(Collected data)
============

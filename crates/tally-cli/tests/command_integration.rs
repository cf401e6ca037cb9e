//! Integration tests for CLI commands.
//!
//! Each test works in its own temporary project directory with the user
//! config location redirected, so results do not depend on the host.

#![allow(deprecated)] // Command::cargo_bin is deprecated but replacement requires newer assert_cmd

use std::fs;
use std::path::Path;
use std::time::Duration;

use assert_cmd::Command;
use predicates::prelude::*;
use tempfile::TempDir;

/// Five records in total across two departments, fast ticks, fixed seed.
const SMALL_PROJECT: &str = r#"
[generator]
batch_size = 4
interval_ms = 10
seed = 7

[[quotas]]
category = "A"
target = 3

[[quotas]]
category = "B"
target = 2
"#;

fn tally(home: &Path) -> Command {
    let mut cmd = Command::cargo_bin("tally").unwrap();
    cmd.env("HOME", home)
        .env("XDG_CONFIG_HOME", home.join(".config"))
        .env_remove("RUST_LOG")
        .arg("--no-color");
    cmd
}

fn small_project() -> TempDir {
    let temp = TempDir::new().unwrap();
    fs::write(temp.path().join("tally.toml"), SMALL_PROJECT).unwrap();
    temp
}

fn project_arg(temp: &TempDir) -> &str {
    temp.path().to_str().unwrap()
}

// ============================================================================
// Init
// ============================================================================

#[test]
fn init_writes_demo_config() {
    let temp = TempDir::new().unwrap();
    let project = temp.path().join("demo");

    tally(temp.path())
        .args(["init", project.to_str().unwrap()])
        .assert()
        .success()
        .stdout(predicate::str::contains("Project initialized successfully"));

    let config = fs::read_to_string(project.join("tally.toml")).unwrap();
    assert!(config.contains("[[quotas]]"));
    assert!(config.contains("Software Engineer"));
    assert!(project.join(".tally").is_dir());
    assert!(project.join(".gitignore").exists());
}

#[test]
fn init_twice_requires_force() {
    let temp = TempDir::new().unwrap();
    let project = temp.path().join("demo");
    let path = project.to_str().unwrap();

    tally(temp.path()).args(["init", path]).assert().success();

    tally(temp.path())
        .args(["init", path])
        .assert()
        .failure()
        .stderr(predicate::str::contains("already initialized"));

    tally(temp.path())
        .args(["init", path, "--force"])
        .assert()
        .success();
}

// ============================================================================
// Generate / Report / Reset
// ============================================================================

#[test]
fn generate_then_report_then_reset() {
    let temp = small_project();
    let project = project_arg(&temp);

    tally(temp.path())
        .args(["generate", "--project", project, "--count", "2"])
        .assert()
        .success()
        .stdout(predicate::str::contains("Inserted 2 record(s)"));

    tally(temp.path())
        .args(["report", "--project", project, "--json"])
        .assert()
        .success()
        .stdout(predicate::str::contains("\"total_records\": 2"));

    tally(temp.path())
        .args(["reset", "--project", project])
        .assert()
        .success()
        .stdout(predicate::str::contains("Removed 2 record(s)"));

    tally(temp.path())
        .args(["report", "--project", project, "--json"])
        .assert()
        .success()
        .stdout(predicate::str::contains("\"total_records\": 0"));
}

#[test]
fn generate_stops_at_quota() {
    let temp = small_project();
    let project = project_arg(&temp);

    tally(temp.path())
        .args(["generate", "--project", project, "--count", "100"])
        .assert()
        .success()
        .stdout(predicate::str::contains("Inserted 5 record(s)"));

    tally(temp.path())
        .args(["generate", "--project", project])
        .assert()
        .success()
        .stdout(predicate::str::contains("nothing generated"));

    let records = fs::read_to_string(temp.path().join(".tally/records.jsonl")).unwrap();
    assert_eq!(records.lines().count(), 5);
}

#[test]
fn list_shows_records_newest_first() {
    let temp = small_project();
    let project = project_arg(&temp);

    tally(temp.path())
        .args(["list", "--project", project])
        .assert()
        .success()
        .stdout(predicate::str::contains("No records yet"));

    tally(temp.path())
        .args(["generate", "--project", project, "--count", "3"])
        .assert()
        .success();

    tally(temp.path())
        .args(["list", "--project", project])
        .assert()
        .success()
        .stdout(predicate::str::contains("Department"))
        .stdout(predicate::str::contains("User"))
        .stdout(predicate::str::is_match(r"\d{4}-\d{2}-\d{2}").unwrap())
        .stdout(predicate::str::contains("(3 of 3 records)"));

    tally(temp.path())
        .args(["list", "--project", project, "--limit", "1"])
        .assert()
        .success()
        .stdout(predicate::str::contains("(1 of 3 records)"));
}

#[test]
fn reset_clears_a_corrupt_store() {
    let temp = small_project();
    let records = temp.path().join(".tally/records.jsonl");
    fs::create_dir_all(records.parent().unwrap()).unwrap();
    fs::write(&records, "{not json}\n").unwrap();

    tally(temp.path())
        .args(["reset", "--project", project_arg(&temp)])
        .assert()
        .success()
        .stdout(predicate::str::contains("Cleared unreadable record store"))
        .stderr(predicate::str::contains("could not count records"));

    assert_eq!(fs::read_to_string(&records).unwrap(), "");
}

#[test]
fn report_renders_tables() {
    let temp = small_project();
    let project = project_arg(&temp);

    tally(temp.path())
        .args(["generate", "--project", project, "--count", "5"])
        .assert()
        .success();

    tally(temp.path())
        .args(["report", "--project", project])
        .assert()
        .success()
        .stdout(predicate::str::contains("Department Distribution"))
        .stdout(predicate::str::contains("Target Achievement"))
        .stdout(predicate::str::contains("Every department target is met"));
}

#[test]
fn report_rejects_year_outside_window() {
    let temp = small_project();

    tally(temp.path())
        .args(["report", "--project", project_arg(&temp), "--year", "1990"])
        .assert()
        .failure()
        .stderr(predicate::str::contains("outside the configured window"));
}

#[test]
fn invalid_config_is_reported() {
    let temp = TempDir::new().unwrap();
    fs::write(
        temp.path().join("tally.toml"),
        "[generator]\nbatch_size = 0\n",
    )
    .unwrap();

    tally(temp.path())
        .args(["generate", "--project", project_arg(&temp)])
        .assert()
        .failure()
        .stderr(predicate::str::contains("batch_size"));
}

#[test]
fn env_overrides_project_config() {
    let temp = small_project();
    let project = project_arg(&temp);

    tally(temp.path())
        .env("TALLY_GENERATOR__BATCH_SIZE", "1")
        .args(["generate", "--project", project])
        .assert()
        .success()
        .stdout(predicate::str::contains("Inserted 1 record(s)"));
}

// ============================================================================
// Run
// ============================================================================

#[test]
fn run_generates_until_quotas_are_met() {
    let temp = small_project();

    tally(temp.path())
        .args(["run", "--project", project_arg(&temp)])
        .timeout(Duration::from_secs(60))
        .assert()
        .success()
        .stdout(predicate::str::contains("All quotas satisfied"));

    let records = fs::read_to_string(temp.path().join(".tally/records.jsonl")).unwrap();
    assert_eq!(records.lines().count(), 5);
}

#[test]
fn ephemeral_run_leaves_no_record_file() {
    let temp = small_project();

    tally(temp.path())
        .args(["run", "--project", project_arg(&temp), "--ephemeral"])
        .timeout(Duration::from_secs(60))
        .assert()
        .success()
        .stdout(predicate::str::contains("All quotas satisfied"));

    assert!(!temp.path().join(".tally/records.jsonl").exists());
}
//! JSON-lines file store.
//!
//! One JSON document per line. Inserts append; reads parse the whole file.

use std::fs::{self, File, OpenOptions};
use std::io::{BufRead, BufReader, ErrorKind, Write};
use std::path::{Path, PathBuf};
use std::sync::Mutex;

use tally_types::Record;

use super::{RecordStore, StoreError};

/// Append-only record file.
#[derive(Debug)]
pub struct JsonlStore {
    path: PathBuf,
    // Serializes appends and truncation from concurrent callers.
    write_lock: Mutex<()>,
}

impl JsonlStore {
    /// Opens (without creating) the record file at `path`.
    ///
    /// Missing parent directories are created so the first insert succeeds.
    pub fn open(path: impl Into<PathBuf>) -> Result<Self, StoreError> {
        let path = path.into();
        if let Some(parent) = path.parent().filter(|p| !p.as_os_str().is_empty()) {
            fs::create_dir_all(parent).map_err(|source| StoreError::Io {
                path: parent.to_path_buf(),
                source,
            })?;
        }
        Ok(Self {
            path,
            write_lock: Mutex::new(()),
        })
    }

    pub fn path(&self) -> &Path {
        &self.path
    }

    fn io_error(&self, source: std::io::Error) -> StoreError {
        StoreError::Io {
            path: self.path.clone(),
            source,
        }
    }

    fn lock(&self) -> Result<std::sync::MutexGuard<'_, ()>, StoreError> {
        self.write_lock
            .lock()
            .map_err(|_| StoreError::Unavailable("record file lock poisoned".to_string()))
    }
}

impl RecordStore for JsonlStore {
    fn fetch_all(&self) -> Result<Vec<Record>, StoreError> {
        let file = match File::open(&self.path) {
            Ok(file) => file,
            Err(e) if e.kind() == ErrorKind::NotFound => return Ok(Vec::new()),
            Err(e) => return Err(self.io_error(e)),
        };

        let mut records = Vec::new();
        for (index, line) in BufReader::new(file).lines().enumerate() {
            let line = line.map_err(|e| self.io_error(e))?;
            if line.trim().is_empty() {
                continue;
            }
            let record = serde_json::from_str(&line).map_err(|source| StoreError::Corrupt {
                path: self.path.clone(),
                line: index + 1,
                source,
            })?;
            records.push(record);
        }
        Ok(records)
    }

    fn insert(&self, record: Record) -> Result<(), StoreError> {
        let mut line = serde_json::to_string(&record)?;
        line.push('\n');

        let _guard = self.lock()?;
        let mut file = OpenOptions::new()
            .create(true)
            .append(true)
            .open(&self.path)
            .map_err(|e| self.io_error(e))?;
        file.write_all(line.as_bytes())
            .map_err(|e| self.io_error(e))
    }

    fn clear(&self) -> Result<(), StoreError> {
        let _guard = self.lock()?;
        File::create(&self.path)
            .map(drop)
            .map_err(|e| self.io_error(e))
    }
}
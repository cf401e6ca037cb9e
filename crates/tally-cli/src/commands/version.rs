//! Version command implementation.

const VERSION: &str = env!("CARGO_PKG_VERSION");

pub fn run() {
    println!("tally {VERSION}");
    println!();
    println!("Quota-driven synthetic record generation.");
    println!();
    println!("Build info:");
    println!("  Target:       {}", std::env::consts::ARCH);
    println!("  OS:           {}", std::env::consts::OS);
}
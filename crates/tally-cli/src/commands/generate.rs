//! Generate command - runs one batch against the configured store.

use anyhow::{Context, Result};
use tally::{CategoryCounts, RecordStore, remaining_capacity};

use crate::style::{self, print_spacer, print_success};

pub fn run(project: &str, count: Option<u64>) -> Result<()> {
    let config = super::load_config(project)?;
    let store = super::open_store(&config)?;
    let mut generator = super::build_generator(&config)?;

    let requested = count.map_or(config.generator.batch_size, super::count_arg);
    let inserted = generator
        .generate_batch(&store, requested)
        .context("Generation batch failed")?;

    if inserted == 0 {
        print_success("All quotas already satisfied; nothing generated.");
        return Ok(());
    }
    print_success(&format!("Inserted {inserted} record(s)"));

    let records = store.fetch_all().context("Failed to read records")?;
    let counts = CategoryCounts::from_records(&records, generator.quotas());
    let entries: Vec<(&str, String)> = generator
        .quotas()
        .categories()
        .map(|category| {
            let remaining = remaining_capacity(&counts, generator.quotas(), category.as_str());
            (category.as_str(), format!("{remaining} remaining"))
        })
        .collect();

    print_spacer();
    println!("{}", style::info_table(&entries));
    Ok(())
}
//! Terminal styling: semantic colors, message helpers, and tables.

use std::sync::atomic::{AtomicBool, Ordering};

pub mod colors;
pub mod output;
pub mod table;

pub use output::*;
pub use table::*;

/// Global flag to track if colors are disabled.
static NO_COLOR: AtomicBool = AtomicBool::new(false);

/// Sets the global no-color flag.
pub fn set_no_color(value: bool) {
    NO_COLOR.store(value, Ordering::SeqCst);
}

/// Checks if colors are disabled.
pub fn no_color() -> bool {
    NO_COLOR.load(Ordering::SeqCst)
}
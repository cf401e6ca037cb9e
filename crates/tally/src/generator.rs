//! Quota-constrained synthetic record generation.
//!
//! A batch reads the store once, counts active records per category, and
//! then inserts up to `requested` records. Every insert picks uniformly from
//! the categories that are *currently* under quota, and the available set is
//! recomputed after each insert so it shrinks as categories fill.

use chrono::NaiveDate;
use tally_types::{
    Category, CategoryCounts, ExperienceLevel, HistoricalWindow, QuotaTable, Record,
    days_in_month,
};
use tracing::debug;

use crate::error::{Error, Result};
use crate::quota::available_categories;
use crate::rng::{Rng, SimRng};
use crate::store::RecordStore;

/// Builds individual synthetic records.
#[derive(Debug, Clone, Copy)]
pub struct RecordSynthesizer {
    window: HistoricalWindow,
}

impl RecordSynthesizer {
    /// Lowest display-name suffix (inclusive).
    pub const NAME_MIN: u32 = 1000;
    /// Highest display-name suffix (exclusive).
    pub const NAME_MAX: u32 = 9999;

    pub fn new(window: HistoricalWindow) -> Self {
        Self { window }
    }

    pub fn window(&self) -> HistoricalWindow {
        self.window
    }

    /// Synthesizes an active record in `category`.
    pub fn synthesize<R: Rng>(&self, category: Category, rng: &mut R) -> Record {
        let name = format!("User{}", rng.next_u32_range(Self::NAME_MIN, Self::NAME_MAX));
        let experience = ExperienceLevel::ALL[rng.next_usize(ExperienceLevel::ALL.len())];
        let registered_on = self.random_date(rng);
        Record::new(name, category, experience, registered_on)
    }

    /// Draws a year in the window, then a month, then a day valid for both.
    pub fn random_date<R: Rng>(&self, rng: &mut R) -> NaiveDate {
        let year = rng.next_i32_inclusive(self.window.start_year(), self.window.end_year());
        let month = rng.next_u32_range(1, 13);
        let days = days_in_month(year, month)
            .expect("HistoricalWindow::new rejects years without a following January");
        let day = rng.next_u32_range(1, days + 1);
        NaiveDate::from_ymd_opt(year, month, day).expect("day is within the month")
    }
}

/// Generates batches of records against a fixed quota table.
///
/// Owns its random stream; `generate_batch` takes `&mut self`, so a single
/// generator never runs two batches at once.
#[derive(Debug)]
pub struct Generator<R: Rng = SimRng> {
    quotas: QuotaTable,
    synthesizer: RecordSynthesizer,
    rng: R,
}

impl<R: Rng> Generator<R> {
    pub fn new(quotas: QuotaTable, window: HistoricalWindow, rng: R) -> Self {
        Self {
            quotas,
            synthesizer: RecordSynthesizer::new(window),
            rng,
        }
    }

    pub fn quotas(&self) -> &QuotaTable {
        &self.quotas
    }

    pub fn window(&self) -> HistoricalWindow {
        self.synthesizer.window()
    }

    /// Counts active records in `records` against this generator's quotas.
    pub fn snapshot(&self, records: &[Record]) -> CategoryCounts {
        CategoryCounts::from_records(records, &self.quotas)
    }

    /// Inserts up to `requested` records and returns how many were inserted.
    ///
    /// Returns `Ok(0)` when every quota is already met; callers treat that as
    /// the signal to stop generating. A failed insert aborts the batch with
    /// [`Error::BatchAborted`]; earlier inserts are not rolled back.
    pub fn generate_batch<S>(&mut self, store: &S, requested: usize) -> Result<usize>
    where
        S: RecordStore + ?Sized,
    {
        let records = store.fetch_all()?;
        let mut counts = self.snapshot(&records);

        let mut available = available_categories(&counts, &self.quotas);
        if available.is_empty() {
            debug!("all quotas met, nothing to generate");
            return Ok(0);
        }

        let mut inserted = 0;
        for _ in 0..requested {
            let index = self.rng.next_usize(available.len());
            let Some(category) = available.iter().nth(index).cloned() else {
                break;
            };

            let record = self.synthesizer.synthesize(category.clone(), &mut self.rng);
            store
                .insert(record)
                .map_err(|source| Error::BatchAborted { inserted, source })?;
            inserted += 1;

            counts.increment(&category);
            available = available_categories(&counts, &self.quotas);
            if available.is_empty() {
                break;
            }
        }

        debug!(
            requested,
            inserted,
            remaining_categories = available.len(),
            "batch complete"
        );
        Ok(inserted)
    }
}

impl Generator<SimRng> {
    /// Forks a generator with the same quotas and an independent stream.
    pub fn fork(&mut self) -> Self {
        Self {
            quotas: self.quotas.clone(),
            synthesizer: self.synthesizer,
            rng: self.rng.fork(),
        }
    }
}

============

Return only the exact lines from the opening of the records through the line that contains "fn project_arg(temp: &TempDir)", both included.

Exercise output
filename crates/tally-cli/tests/command_integration.rs
repository cf401e6ca037cb9e
//! Integration tests for CLI commands.
//!
//! Each test works in its own temporary project directory with the user
//! config location redirected, so results do not depend on the host.

#![allow(deprecated)] // Command::cargo_bin is deprecated but replacement requires newer assert_cmd

use std::fs;
use std::path::Path;
use std::time::Duration;

use assert_cmd::Command;
use predicates::prelude::*;
use tempfile::TempDir;

/// Five records in total across two departments, fast ticks, fixed seed.
const SMALL_PROJECT: &str = r#"
[generator]
batch_size = 4
interval_ms = 10
seed = 7

[[quotas]]
category = "A"
target = 3

[[quotas]]
category = "B"
target = 2
"#;

fn tally(home: &Path) -> Command {
    let mut cmd = Command::cargo_bin("tally").unwrap();
    cmd.env("HOME", home)
        .env("XDG_CONFIG_HOME", home.join(".config"))
        .env_remove("RUST_LOG")
        .arg("--no-color");
    cmd
}

fn small_project() -> TempDir {
    let temp = TempDir::new().unwrap();
    fs::write(temp.path().join("tally.toml"), SMALL_PROJECT).unwrap();
    temp
}

fn project_arg(temp: &TempDir) -> &str {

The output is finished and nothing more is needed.